Task item> Across the records below, how many lines include the string "clap"? State the number and nothing more.

Records provided>
=== Begin Enclosure ===
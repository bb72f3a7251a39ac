use anyhow::Result;
use clap::Parser;
use std::io;
use tracing_subscriber::EnvFilter;
use zcalc::cli::{Cli, Command, Keypad, Menu};
use zcalc::config::Config;

fn main() -> Result<()> {
    let cli = Cli::parse();
    init_logging(cli.verbose);

    let config = Config::load(cli.config.as_deref())?;
    tracing::info!(?config, "starting");

    let stdin = io::stdin().lock();
    let stdout = io::stdout().lock();

    match cli.command.unwrap_or(Command::Menu) {
        Command::Menu => Menu::new(stdin, stdout).run(),
        Command::Keypad => Keypad::new(stdin, stdout, &config).run(),
    }
}

/// Log to stderr so output never interleaves with the calculator on stdout.
fn init_logging(verbose: bool) {
    let default = if verbose { "debug" } else { "warn" };
    let filter = EnvFilter::try_from_default_env().unwrap_or_else(|_| EnvFilter::new(default));

    tracing_subscriber::fmt()
        .with_env_filter(filter)
        .with_writer(io::stderr)
        .init();
}
//! Command-line surfaces.

mod keypad;
mod menu;

pub use keypad::Keypad;
pub use menu::{Menu, MenuOption};

use clap::{Parser, Subcommand};
use std::path::PathBuf;

/// Arithmetic and scientific calculator.
#[derive(Debug, Parser)]
#[command(name = "zcalc", version, about)]
pub struct Cli {
    /// Path to the config file (defaults to the user config directory).
    #[arg(long, global = true, value_name = "PATH")]
    pub config: Option<PathBuf>,

    /// Log state transitions to stderr.
    #[arg(short, long, global = true)]
    pub verbose: bool,

    #[command(subcommand)]
    pub command: Option<Command>,
}

#[derive(Debug, Clone, Copy, PartialEq, Eq, Subcommand)]
pub enum Command {
    /// Numbered menu of operations (default).
    Menu,
    /// Interactive keypad with memory, history and scientific functions.
    Keypad,
}

#[cfg(test)]
mod tests {
    use super::*;

    #[test]
    fn test_default_command_is_none() {
        let cli = Cli::try_parse_from(["zcalc"]).unwrap();
        assert_eq!(cli.command, None);
        assert!(!cli.verbose);
    }

    #[test]
    fn test_keypad_with_config() {
        let cli = Cli::try_parse_from(["zcalc", "keypad", "--config", "/tmp/c.toml", "-v"])
            .unwrap();
        assert_eq!(cli.command, Some(Command::Keypad));
        assert_eq!(cli.config, Some(PathBuf::from("/tmp/c.toml")));
        assert!(cli.verbose);
    }
}
//! Discrete inputs accepted by a calculator session.

use crate::calculator::{CalcResult, operations};
use serde::{Deserialize, Serialize};
use std::fmt;
use std::str::FromStr;
use thiserror::Error;

/// Interpretation of trigonometric inputs.
#[derive(Clone, Copy, Debug, Default, PartialEq, Eq, Serialize, Deserialize)]
#[serde(rename_all = "lowercase")]
pub enum AngleMode {
    #[default]
    Degrees,
    Radians,
}

impl AngleMode {
    /// Short label for the status caption.
    pub fn label(&self) -> &'static str {
        match self {
            Self::Degrees => "DEG",
            Self::Radians => "RAD",
        }
    }

    pub fn toggled(self) -> Self {
        match self {
            Self::Degrees => Self::Radians,
            Self::Radians => Self::Degrees,
        }
    }
}

/// Binary operator of a pending calculation.
#[derive(Clone, Copy, Debug, PartialEq, Eq)]
pub enum BinaryOp {
    Add,
    Subtract,
    Multiply,
    Divide,
    Power,
}

impl BinaryOp {
    pub fn symbol(&self) -> &'static str {
        match self {
            Self::Add => "+",
            Self::Subtract => "-",
            Self::Multiply => "×",
            Self::Divide => "÷",
            Self::Power => "^",
        }
    }

    /// Resolve `lhs op rhs`.
    pub fn apply(self, lhs: f64, rhs: f64) -> CalcResult {
        match self {
            Self::Add => Ok(operations::add(lhs, rhs)),
            Self::Subtract => Ok(operations::subtract(lhs, rhs)),
            Self::Multiply => Ok(operations::multiply(lhs, rhs)),
            Self::Divide => operations::divide(lhs, rhs),
            Self::Power => operations::power(lhs, rhs),
        }
    }
}

impl fmt::Display for BinaryOp {
    fn fmt(&self, f: &mut fmt::Formatter<'_>) -> fmt::Result {
        f.write_str(self.symbol())
    }
}

/// Unary scientific function applied to the display value.
#[derive(Clone, Copy, Debug, PartialEq, Eq)]
pub enum ScientificFn {
    Sin,
    Cos,
    Tan,
    Ln,
    Log10,
    Sqrt,
    Cbrt,
    Square,
    Cube,
    Reciprocal,
    Factorial,
    E,
    Pi,
    Exp,
    Pow10,
}

impl ScientificFn {
    /// Every function, in keypad order.
    pub const ALL: [ScientificFn; 15] = [
        Self::Sin,
        Self::Cos,
        Self::Tan,
        Self::Ln,
        Self::Log10,
        Self::Sqrt,
        Self::Cbrt,
        Self::Square,
        Self::Cube,
        Self::Reciprocal,
        Self::Factorial,
        Self::E,
        Self::Pi,
        Self::Exp,
        Self::Pow10,
    ];

    /// Key label, also used in history records.
    pub fn label(&self) -> &'static str {
        match self {
            Self::Sin => "sin",
            Self::Cos => "cos",
            Self::Tan => "tan",
            Self::Ln => "ln",
            Self::Log10 => "log",
            Self::Sqrt => "√",
            Self::Cbrt => "∛",
            Self::Square => "x²",
            Self::Cube => "x³",
            Self::Reciprocal => "1/x",
            Self::Factorial => "!",
            Self::E => "e",
            Self::Pi => "π",
            Self::Exp => "e^x",
            Self::Pow10 => "10^x",
        }
    }

    /// Constants ignore the display value.
    pub fn is_constant(&self) -> bool {
        matches!(self, Self::E | Self::Pi)
    }

    pub fn apply(self, x: f64, angle_mode: AngleMode) -> CalcResult {
        let radians = |x: f64| match angle_mode {
            AngleMode::Degrees => operations::to_radians(x),
            AngleMode::Radians => x,
        };

        match self {
            Self::Sin => Ok(radians(x).sin()),
            Self::Cos => Ok(radians(x).cos()),
            Self::Tan => Ok(radians(x).tan()),
            Self::Ln => operations::natural_log(x),
            Self::Log10 => operations::log10(x),
            Self::Sqrt => operations::square_root(x),
            Self::Cbrt => Ok(x.cbrt()),
            Self::Square => Ok(x * x),
            Self::Cube => Ok(x.powi(3)),
            Self::Reciprocal => operations::reciprocal(x),
            Self::Factorial => operations::factorial(x),
            Self::E => Ok(std::f64::consts::E),
            Self::Pi => Ok(std::f64::consts::PI),
            Self::Exp => Ok(x.exp()),
            Self::Pow10 => operations::power(10.0, x),
        }
    }
}

/// Memory register actions.
#[derive(Clone, Copy, Debug, PartialEq, Eq)]
pub enum MemoryOp {
    Clear,
    Recall,
    Add,
    Subtract,
}

/// A single user action on a session.
#[derive(Clone, Copy, Debug, PartialEq, Eq)]
pub enum Action {
    /// A digit key, `0..=9`.
    Digit(u8),
    DecimalPoint,
    Operator(BinaryOp),
    Equals,
    Function(ScientificFn),
    /// Change the sign of the display value.
    Negate,
    /// Divide the display value by 100.
    Percent,
    Clear,
    Backspace,
    ClearHistory,
    Memory(MemoryOp),
    ToggleScientific,
    ToggleAngleMode,
}

#[derive(Debug, Error, PartialEq, Eq)]
#[error("unknown key '{0}'")]
pub struct ParseActionError(pub String);

impl FromStr for Action {
    type Err = ParseActionError;

    fn from_str(token: &str) -> Result<Self, Self::Err> {
        let lower = token.to_lowercase();

        if let [b] = lower.as_bytes()
            && b.is_ascii_digit()
        {
            return Ok(Self::Digit(b - b'0'));
        }

        let action = match lower.as_str() {
            "." | "," => Self::DecimalPoint,
            "+" => Self::Operator(BinaryOp::Add),
            "-" | "−" => Self::Operator(BinaryOp::Subtract),
            "*" | "x" | "×" => Self::Operator(BinaryOp::Multiply),
            "/" | "÷" => Self::Operator(BinaryOp::Divide),
            "^" | "x^y" | "pow" => Self::Operator(BinaryOp::Power),
            "=" => Self::Equals,
            "sin" => Self::Function(ScientificFn::Sin),
            "cos" => Self::Function(ScientificFn::Cos),
            "tan" => Self::Function(ScientificFn::Tan),
            "ln" => Self::Function(ScientificFn::Ln),
            "log" | "log10" => Self::Function(ScientificFn::Log10),
            "sqrt" | "√" => Self::Function(ScientificFn::Sqrt),
            "cbrt" | "∛" => Self::Function(ScientificFn::Cbrt),
            "sq" | "x²" | "x^2" => Self::Function(ScientificFn::Square),
            "cube" | "x³" | "x^3" => Self::Function(ScientificFn::Cube),
            "inv" | "1/x" => Self::Function(ScientificFn::Reciprocal),
            "!" | "n!" | "fact" => Self::Function(ScientificFn::Factorial),
            "e" => Self::Function(ScientificFn::E),
            "pi" | "π" => Self::Function(ScientificFn::Pi),
            "exp" | "e^x" => Self::Function(ScientificFn::Exp),
            "pow10" | "10^x" => Self::Function(ScientificFn::Pow10),
            "neg" | "±" | "+/-" => Self::Negate,
            "%" => Self::Percent,
            "c" | "clear" => Self::Clear,
            "bs" | "backspace" | "⌫" => Self::Backspace,
            "ch" | "clear-history" => Self::ClearHistory,
            "mc" => Self::Memory(MemoryOp::Clear),
            "mr" => Self::Memory(MemoryOp::Recall),
            "m+" => Self::Memory(MemoryOp::Add),
            "m-" => Self::Memory(MemoryOp::Subtract),
            "mode" => Self::ToggleScientific,
            "drg" | "deg" | "rad" | "deg/rad" => Self::ToggleAngleMode,
            _ => return Err(ParseActionError(token.to_string())),
        };
        Ok(action)
    }
}
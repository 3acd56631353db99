//! Model loading, identity and registry behavior through the public API

use bytes::Bytes;
use labwire::capability::CapabilitySet;
use labwire::{
    BuildError, Builder, CapabilityError, CapabilityRegistry, DeviceError, Registry, RegistryError,
    SessionSettings, Transport, TransportError, TransportKind, TransportStats, Uid,
};
use std::collections::VecDeque;
use std::io::Write;
use std::sync::Arc;

/// In-memory transport answering each write with the same bytes
#[derive(Default)]
struct Mirror {
    connected: bool,
    queued: VecDeque<Bytes>,
}

impl Transport for Mirror {
    fn kind(&self) -> TransportKind {
        TransportKind::Custom
    }

    fn connect(&mut self) -> Result<(), TransportError> {
        self.connected = true;
        Ok(())
    }

    fn disconnect(&mut self) -> Result<(), TransportError> {
        if !self.connected {
            return Err(TransportError::NotConnected);
        }
        self.connected = false;
        Ok(())
    }

    fn is_connected(&self) -> bool {
        self.connected
    }

    fn read(&mut self) -> Result<Bytes, TransportError> {
        Ok(self.queued.pop_front().unwrap_or_default())
    }

    fn write(&mut self, data: &[u8]) -> Result<usize, TransportError> {
        self.queued.push_back(Bytes::copy_from_slice(data));
        Ok(data.len())
    }

    fn connection_info(&self) -> String {
        "mirror".to_string()
    }

    fn stats(&self) -> TransportStats {
        TransportStats::default()
    }
}

fn builder() -> Builder {
    let capabilities = CapabilityRegistry::with_builtins();
    capabilities
        .register_transport(
            "Mirror",
            |_, _| Ok(Box::new(Mirror::default()) as Box<dyn Transport>),
            CapabilitySet::with_description("in-memory mirror"),
        )
        .unwrap();
    Builder::new(
        Arc::new(Registry::new()),
        Arc::new(capabilities),
        SessionSettings::default(),
    )
}

const TWO_TRANSPORTS: &str = "\
Device:
  name: dut
  id: 3
  model: X-100
  firmware: 1.2.3
  interfaces:
    Mirror:
      name: CONSOLE
    debug:
      type: Mirror
      name: DEBUG
";

#[test]
fn round_trip_names_and_owners() {
    let builder = builder();
    let device = builder.load_str(TWO_TRANSPORTS).unwrap();

    let mut names = device.transport_names();
    names.sort();
    assert_eq!(names, vec!["CONSOLE", "DEBUG"]);

    for name in ["CONSOLE", "DEBUG"] {
        let view = device.transport(name).unwrap();
        assert_eq!(view.duid().unwrap(), Some(device.uid()));
    }

    assert_eq!(device.id(), 3);
    assert_eq!(device.model(), "X-100");
    assert!(device.fields().extra("firmware").is_some());
}

#[test]
fn identities_are_unique_and_increasing() {
    let builder = builder();
    let mut issued: Vec<Uid> = Vec::new();
    let mut devices = Vec::new();
    for _ in 0..20 {
        let device = builder.load_str(TWO_TRANSPORTS).unwrap();
        issued.push(device.uid());
        issued.extend(device.transport_uids());
        devices.push(device);
    }

    assert_eq!(issued.len(), 60);
    assert!(issued.windows(2).all(|w| w[0] < w[1]));
    assert_eq!(builder.registry().len(), 60);
}

#[test]
fn concurrent_loads_keep_registry_consistent() {
    const THREADS: usize = 8;
    const LOADS: usize = 25;

    let builder = builder();
    let graphs: Vec<(Uid, Vec<Uid>, labwire::DeviceHandle)> = std::thread::scope(|scope| {
        let workers: Vec<_> = (0..THREADS)
            .map(|_| {
                scope.spawn(|| {
                    (0..LOADS)
                        .map(|_| {
                            let device = builder.load_str(TWO_TRANSPORTS).unwrap();
                            (device.uid(), device.transport_uids(), device)
                        })
                        .collect::<Vec<_>>()
                })
            })
            .collect();
        workers
            .into_iter()
            .flat_map(|worker| worker.join().unwrap())
            .collect()
    });

    let mut issued = Vec::new();
    for (device_uid, transport_uids, _) in &graphs {
        assert_eq!(transport_uids.len(), 2);
        assert!(transport_uids.iter().all(|t| t > device_uid));
        issued.push(*device_uid);
        issued.extend(transport_uids);
    }
    let total = THREADS * LOADS * 3;
    issued.sort();
    issued.dedup();
    assert_eq!(issued.len(), total);

    let registry = builder.registry();
    assert_eq!(registry.len(), total);
    assert!(registry.verify_registry().is_clean());
}

#[test]
fn cascading_delete_removes_every_entry() {
    let builder = builder();
    let device = builder.load_str(TWO_TRANSPORTS).unwrap();
    let registry = Arc::clone(builder.registry());

    let mut uids = device.transport_uids();
    uids.push(device.uid());
    let before = registry.len();

    assert_eq!(device.remove().unwrap(), 3);
    assert_eq!(registry.len(), before - 3);
    for uid in uids {
        assert!(matches!(registry.resolve(uid), Err(RegistryError::UnknownIdentity(_))));
    }
}

#[test]
fn duplicate_transport_names_rejected() {
    let builder = builder();
    let err = builder
        .load_str("Device:\n  interfaces:\n    Mirror:\n      name: A\n    other:\n      type: Mirror\n      name: A\n")
        .unwrap_err();

    assert!(matches!(err, BuildError::Device(DeviceError::DuplicateTransport { .. })));
    assert!(builder.registry().is_empty());
}

#[test]
fn unknown_types_leave_registry_untouched() {
    let builder = builder();
    let _kept = builder.load_str(TWO_TRANSPORTS).unwrap();
    let before = builder.registry().len();

    let err = builder.load_str("Oscilloscope:\n  name: scope\n").unwrap_err();
    assert!(matches!(err, BuildError::Capability(CapabilityError::UnknownType(t)) if t == "Oscilloscope"));

    let err = builder
        .load_str("Device:\n  interfaces:\n    Mirror:\n    Gpib:\n      address: 5\n")
        .unwrap_err();
    assert!(matches!(err, BuildError::Capability(CapabilityError::UnknownType(t)) if t == "Gpib"));

    assert_eq!(builder.registry().len(), before);
}

#[test]
fn multiple_roots_rejected() {
    let err = builder()
        .load_str("Device:\n  name: a\nOther:\n  name: b\n")
        .unwrap_err();
    assert!(matches!(err, BuildError::Model(labwire::ModelError::MultipleRoots(_))));
}

#[test]
fn load_from_file() {
    let mut file = tempfile::NamedTempFile::new().unwrap();
    file.write_all(TWO_TRANSPORTS.as_bytes()).unwrap();

    let builder = builder();
    let device = builder.load(file.path()).unwrap();
    assert_eq!(device.name(), "dut");

    let entry = builder.registry().entry(device.uid()).unwrap();
    assert_eq!(entry.source_label, file.path().display().to_string());
}

#[test]
fn file_errors() {
    let dir = tempfile::tempdir().unwrap();
    let builder = builder();

    assert!(matches!(builder.load_file(dir.path()), Err(BuildError::IsADirectory(_))));
    assert!(matches!(
        builder.load_file(dir.path().join("missing.yaml")),
        Err(BuildError::NotFound(_))
    ));
}

#[test]
fn views_invalidate_after_drop_and_verify() {
    let builder = builder();
    let registry = Arc::clone(builder.registry());
    let device = builder.load_str(TWO_TRANSPORTS).unwrap();
    let device_view = device.view();
    let console = device.transport("CONSOLE").unwrap();

    console.connect().unwrap();
    console.write(b"hello").unwrap();
    assert_eq!(console.read().unwrap(), Bytes::from_static(b"hello"));

    drop(device);
    assert!(!device_view.is_alive());
    assert!(matches!(console.read(), Err(labwire::HandleError::Registry(RegistryError::InstanceDropped(_)))));

    let report = registry.verify_registry();
    assert_eq!(report.evicted.len(), 3);
    assert!(registry.is_empty());
    assert!(matches!(device_view.name(), Err(RegistryError::UnknownIdentity(_))));
}

#[test]
fn resolve_identity_by_reference() {
    let builder = builder();
    let registry = builder.registry();
    let device = builder.load_str(TWO_TRANSPORTS).unwrap();

    assert_eq!(registry.resolve_identity(device.device()).unwrap(), device.uid());
    let node = device.device().transport("DEBUG").unwrap();
    assert_eq!(registry.resolve_identity(&node).unwrap(), node.uid().unwrap());

    registry.remove_transport_by_ref(&node).unwrap();
    assert!(device.transport("DEBUG").is_err());
    assert_eq!(device.transport_names(), vec!["CONSOLE"]);
}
=== End Enclosure ===
Problem solution> 2